[Haskell-cafe] Where is Data.Atom ?
ajb at spamcop.net
ajb at spamcop.net
Sun Jul 2 20:17:02 EDT 2006
G'day all.
Quoting Brian Hulley <brianh at metamilk.com>:
> So perhaps my original spec is impossible to implement, though it is an open
> question whether some very clever encoding (with corresponding
> implementation of <) could be found which would lead to a better average
> performance (whatever that means).
For what it's worth:
- It's not such a dumb idea to separate equality testing from
less-than testing. A (Unique,ByteString) pair makes the former
fast and the latter pretty fast when it's needed.
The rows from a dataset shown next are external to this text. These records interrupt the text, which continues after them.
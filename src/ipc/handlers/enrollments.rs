use crate::ipc::helpers::{required_str, with_conn};
use crate::ipc::types::{AppState, Request};
use crate::lifecycle;
use serde_json::{json, Value};

fn handle_withdraw(state: &mut AppState, req: &Request) -> Value {
    with_conn(state, req, |conn, params| {
        let enrollment_id = required_str(params, "enrollmentId")?;
        let reason = required_str(params, "reason")?;
        lifecycle::withdraw_enrollment(conn, &enrollment_id, &reason)?;
        Ok(json!({ "ok": true }))
    })
}

pub fn try_handle(state: &mut AppState, req: &Request) -> Option<Value> {
    match req.method.as_str() {
        "enrollments.withdraw" => Some(handle_withdraw(state, req)),
        _ => None,
    }
}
- Arithmetic coding preserves lexicographic ordering. If you have
a good statistical model for what sort of strings might be used
as atoms, it may be possible to construct a representation of atoms
which fit in machine 32- or 64-bit word most of the time. (This is
similar to the way that GHC represents Integers; use a machine word
when it fits.)
- Hash table implementations rely on using a cheap test first
(comparing hash codes), going to a full comparison only if the
cheap test doesn't rule out what you're looking for.
> As an aside, if the monad was removed then the result of atom "a" < atom "b"
> (atom :: String -> Atom) could not be determined by analysis of the program.
> It would depend on the evaluation order chosen by the compiler, but in a
> sense this doesn't matter because whatever the result is, it would be the
> same at any future time during the same run of the program so the use of
> Atoms as keys would still be safe. But is this still "functional"?
Questions of this nature produce much disagreement. Once upon a time,
program arguments and environment variables were passed to a Haskell
program using a similar mechanism. I think we got rid of this because
it's not "functional" if you consider programs that fork.